In the news for some time, the long-awaited Department of Labor proposal concerning the duty of brokers to clients with respect to retirement investing has been released for comment. The centerpiece of the proposal is a requirement that brokers place a client’s best interest first in their advice on investments in qualified retirement plans, including IRAs. The best interest or fiduciary rule is quite different and more restrictive for brokers than the traditional suitability rules applied to them today. The proposal also reiterates that the best interest rule applies to registered investment advisers and their representatives as well as insurance agents selling retirement related products.

However, it is important to note that the best interests rule is limited to specific retirement investment advice and not necessarily applied to brokerage accounts or other investments advised upon by brokers.  There are other exceptions to the rule as well, including exempting brokers who simply take orders from a client to acquire specific investments where no advice is provided.

What is interesting about the government’s view of the proposal is the estimate that it will “save” investors billions of dollars each year once the rule is in force.
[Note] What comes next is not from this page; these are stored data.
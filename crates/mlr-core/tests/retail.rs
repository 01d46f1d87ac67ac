mod common;

use common::{
    Tables, assert_close, date, directory, enrollees, floats_of, group_plans, member_plans,
    plans, pre_authorizations, strings, value_for,
};
use mlr_core::retail::resolve_retail_mlr;
use mlr_model::columns::{IID, LEGACY_CODE, PLAN_ID, PLAN_NAME, TOTAL_COST, TOTAL_PREMIUM};
use mlr_model::{EngineConfig, TableKind};

fn retail_book() -> Tables {
    Tables::default()
        .with(
            TableKind::GroupDirectory,
            directory(&[(10, "Acme"), (20, "Family Scheme"), (30, "Family Plan")]),
        )
        .with(
            TableKind::GroupPlan,
            group_plans(&[
                (1, 20, 100.0, 250.0, 3, 2),
                (2, 20, 50.0, 0.0, 4, 0),
                (3, 30, 999.0, 999.0, 1, 1),
                (4, 20, 10.0, 0.0, 1, 0),
            ]),
        )
        .with(
            TableKind::Plan,
            plans(&[(1, "Gold"), (2, "Silver"), (3, "Basic"), (4, "Bronze")]),
        )
        .with(
            TableKind::ActiveEnrollee,
            enrollees(&[
                ("M-1", 1, date(2023, 1, 1), date(2023, 12, 31)),
                ("M-2", 2, date(2023, 1, 1), date(2023, 6, 30)),
                ("M-3", 3, date(2023, 1, 1), date(2023, 12, 31)),
                ("M-4", 4, date(2023, 1, 1), date(2023, 12, 31)),
            ]),
        )
        .with(
            TableKind::MemberPlan,
            member_plans(&[
                (1, 1, "true"),
                (1, 2, "false"),
                (2, 2, "true"),
                (3, 3, "true"),
                (4, 1, "false"),
            ]),
        )
        .with(
            TableKind::PreAuthorization,
            pre_authorizations(&[
                ("Family Scheme", date(2023, 3, 1), 100.0, "M-1"),
                ("FAMILY SCHEME", date(2023, 4, 1), 50.0, "M-1"),
                ("Family Scheme", date(2023, 8, 1), 70.0, "M-2"),
                ("Family Scheme", date(2023, 5, 1), 30.0, "M-2"),
                ("Family Plan", date(2023, 3, 1), 999.0, "M-3"),
                ("Acme", date(2023, 3, 1), 5.0, "M-1"),
            ]),
        )
}

#[test]
fn member_costs_follow_enrollment_windows() {
    let retail = resolve_retail_mlr(&retail_book().build(), &EngineConfig::default()).unwrap();

    let costs = &retail.member_costs;
    assert_eq!(
        strings(costs, PLAN_NAME),
        vec![Some("Gold".to_string()), Some("Silver".to_string())]
    );
    assert_eq!(
        strings(costs, IID),
        vec![Some("M-1".to_string()), Some("M-2".to_string())]
    );
    assert_eq!(floats_of(costs, TOTAL_COST), vec![Some(150.0), Some(30.0)]);
}

#[test]
fn plan_summary_merges_premium_and_cost() {
    let retail = resolve_retail_mlr(&retail_book().build(), &EngineConfig::default()).unwrap();

    let summary = &retail.plan_summary;
    assert_eq!(
        strings(summary, PLAN_NAME),
        vec![
            Some("Bronze".to_string()),
            Some("Gold".to_string()),
            Some("Silver".to_string())
        ]
    );
    assert_close(value_for(summary, PLAN_NAME, "Gold", TOTAL_PREMIUM), 800.0);
    assert_close(value_for(summary, PLAN_NAME, "Silver", TOTAL_PREMIUM), 200.0);
    assert_close(value_for(summary, PLAN_NAME, "Gold", TOTAL_COST), 150.0);
    assert_close(value_for(summary, PLAN_NAME, "Silver", TOTAL_COST), 30.0);
    // No in-window requests: cost stays null rather than zero.
    assert_eq!(value_for(summary, PLAN_NAME, "Bronze", TOTAL_COST), None);
}

#[test]
fn active_members_hold_a_current_retail_plan() {
    let retail = resolve_retail_mlr(&retail_book().build(), &EngineConfig::default()).unwrap();
    assert_eq!(
        strings(&retail.active_members, LEGACY_CODE),
        vec![Some("M-1".to_string()), Some("M-2".to_string())]
    );
}

fn two_current_plans_for_m1() -> Tables {
    retail_book().with(
        TableKind::MemberPlan,
        member_plans(&[
            (1, 1, "true"),
            (1, 2, "true"),
            (2, 2, "true"),
            (3, 3, "true"),
        ]),
    )
}

#[test]
fn member_with_several_current_plans_fans_out_per_plan() {
    let retail =
        resolve_retail_mlr(&two_current_plans_for_m1().build(), &EngineConfig::default()).unwrap();

    // M-1 reaches each plan through both enrollee joins: 2 x 2 copies of
    // its 150 in-window cost.
    let costs = &retail.member_costs;
    assert_eq!(
        strings(costs, PLAN_NAME),
        vec![
            Some("Gold".to_string()),
            Some("Silver".to_string()),
            Some("Silver".to_string())
        ]
    );
    assert_eq!(
        strings(costs, IID),
        vec![
            Some("M-1".to_string()),
            Some("M-1".to_string()),
            Some("M-2".to_string())
        ]
    );
    assert_eq!(
        floats_of(costs, TOTAL_COST),
        vec![Some(600.0), Some(600.0), Some(30.0)]
    );
    assert_close(value_for(&retail.plan_summary, PLAN_NAME, "Silver", TOTAL_COST), 630.0);
}

#[test]
fn active_members_are_ordered_by_member_then_plan() {
    let retail =
        resolve_retail_mlr(&two_current_plans_for_m1().build(), &EngineConfig::default()).unwrap();

    let members = &retail.active_members;
    assert_eq!(
        strings(members, LEGACY_CODE),
        vec![
            Some("M-1".to_string()),
            Some("M-1".to_string()),
            Some("M-2".to_string())
        ]
    );
    let plan_ids: Vec<Option<i64>> = members
        .column(PLAN_ID)
        .unwrap()
        .i64()
        .unwrap()
        .into_iter()
        .collect();
    assert_eq!(plan_ids, vec![Some(1), Some(2), Some(2)]);
}

#[test]
fn product_line_match_is_case_insensitive_and_exact() {
    let book = retail_book()
        .with(
            TableKind::GroupDirectory,
            directory(&[(10, "Acme"), (20, "FAMILY scheme"), (30, "Family Plan")]),
        )
        .build();

    let retail = resolve_retail_mlr(&book, &EngineConfig::default()).unwrap();
    let plans = strings(&retail.plan_summary, PLAN_NAME);
    assert!(plans.contains(&Some("Gold".to_string())));
    assert!(!plans.contains(&Some("Basic".to_string())));
}

#[test]
fn configured_product_line_selects_other_plans() {
    let config = EngineConfig::default().with_retail_product_line("Family Plan");
    let retail = resolve_retail_mlr(&retail_book().build(), &config).unwrap();

    assert_eq!(
        strings(&retail.plan_summary, PLAN_NAME),
        vec![Some("Basic".to_string())]
    );
    assert_close(
        value_for(&retail.plan_summary, PLAN_NAME, "Basic", TOTAL_PREMIUM),
        1998.0,
    );
    assert_eq!(floats_of(&retail.member_costs, TOTAL_COST), vec![Some(999.0)]);
}

#[test]
fn empty_book_yields_empty_tables() {
    let retail = resolve_retail_mlr(&Tables::default().build(), &EngineConfig::default()).unwrap();
    assert_eq!(retail.member_costs.height(), 0);
    assert_eq!(retail.plan_summary.height(), 0);
    assert_eq!(retail.active_members.height(), 0);
}
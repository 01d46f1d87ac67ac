//! CLI argument definitions for the MLR report.

use std::path::PathBuf;

use clap::{Parser, Subcommand, ValueEnum};
use clap_verbosity_flag::{Verbosity, WarnLevel};
use colorchoice_clap::Color;

#[derive(Parser)]
#[command(
    name = "mlr",
    version,
    about = "Medical Loss Ratio report - cost against premium per group and retail plan",
    long_about = "Compute Medical Loss Ratio metrics from a warehouse snapshot.\n\n\
                  Reads one CSV export per source table, computes PA-based and\n\
                  claims-based MLR per client group and the retail plan rollups,\n\
                  and flags groups above the risk threshold."
)]
pub struct Cli {
    #[command(subcommand)]
    pub command: Command,

    /// Adjust log verbosity (-v for info, -vv for debug, -q for errors only).
    #[command(flatten)]
    pub verbosity: Verbosity<WarnLevel>,

    /// Control ANSI color output (auto, always, never).
    #[command(flatten)]
    pub color: Color,

    /// Explicit log level (overrides -v/-q flags).
    #[arg(long = "log-level", value_enum, global = true)]
    pub log_level: Option<LogLevelArg>,

    /// Log output format (pretty for human, json for machine parsing).
    #[arg(
        long = "log-format",
        value_enum,
        default_value = "pretty",
        global = true
    )]
    pub log_format: LogFormatArg,

    /// Write logs to a file instead of stderr.
    #[arg(long = "log-file", value_name = "PATH", global = true)]
    pub log_file: Option<PathBuf>,
}

#[derive(Subcommand)]
pub enum Command {
    /// Compute the MLR report for a snapshot directory.
    Run(RunArgs),

    /// List the source tables a snapshot must contain.
    Tables,
}

#[derive(Parser)]
pub struct RunArgs {
    /// Directory holding one CSV export per source table.
    #[arg(value_name = "DATA_DIR")]
    pub data_dir: PathBuf,

    /// Output directory for result files (default: <DATA_DIR>/output).
    #[arg(long = "output-dir", value_name = "DIR")]
    pub output_dir: Option<PathBuf>,

    /// JSON engine configuration; missing fields take their defaults.
    #[arg(long = "config", value_name = "FILE")]
    pub config: Option<PathBuf>,

    /// MLR percentage above which a group is flagged.
    #[arg(long = "threshold", value_name = "PERCENT")]
    pub threshold: Option<f64>,

    /// Group name of the retail product line (case-insensitive).
    #[arg(long = "product-line", value_name = "NAME")]
    pub product_line: Option<String>,

    /// Compute and print without writing result files.
    #[arg(long = "dry-run")]
    pub dry_run: bool,
}

/// CLI log level choices.
#[derive(Clone, Copy, ValueEnum)]
pub enum LogLevelArg {
    Error,
    Warn,
    Info,
    Debug,
    Trace,
}

/// CLI log format choices.
#[derive(Clone, Copy, ValueEnum)]
pub enum LogFormatArg {
    Pretty,
    Compact,
    Json,
}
Given trends in investing towards lower cost investments and the steady increase in the number of better designed and priced products offered by some insurance companies and brokerage firms, it seems likely that the savings may be somewhat lower than predicted.

Some of the opposition to this rule making has been based on the notion that many investors will no longer be served if the best interest rule is applied to brokers. In reality this argument seems more a fear of change on the part of brokers since, as almost any financial adviser knows, money may be earned from clients even if the advice must be in the clients’ best interest.  Maybe brokerage firms and insurance companies will need to expend more effort on designing better products and work harder for their clients.

The only real downside I can see to this rule is, not surprisingly, the increased control/interference by the government. An alarming postscript to the government proposal is the mention of the IRS imposing an excise tax on transactions deemed conflicted.  The folks who regulate brokers, insurance agents and advisers should be capable of punishing and/or penalizing activity deemed problematic without giving the IRS more work and more reach. More to the point, the materials do not make clear that the client investor is protected from that excise tax since the whole point of this proposal is to save investors money. We shall see.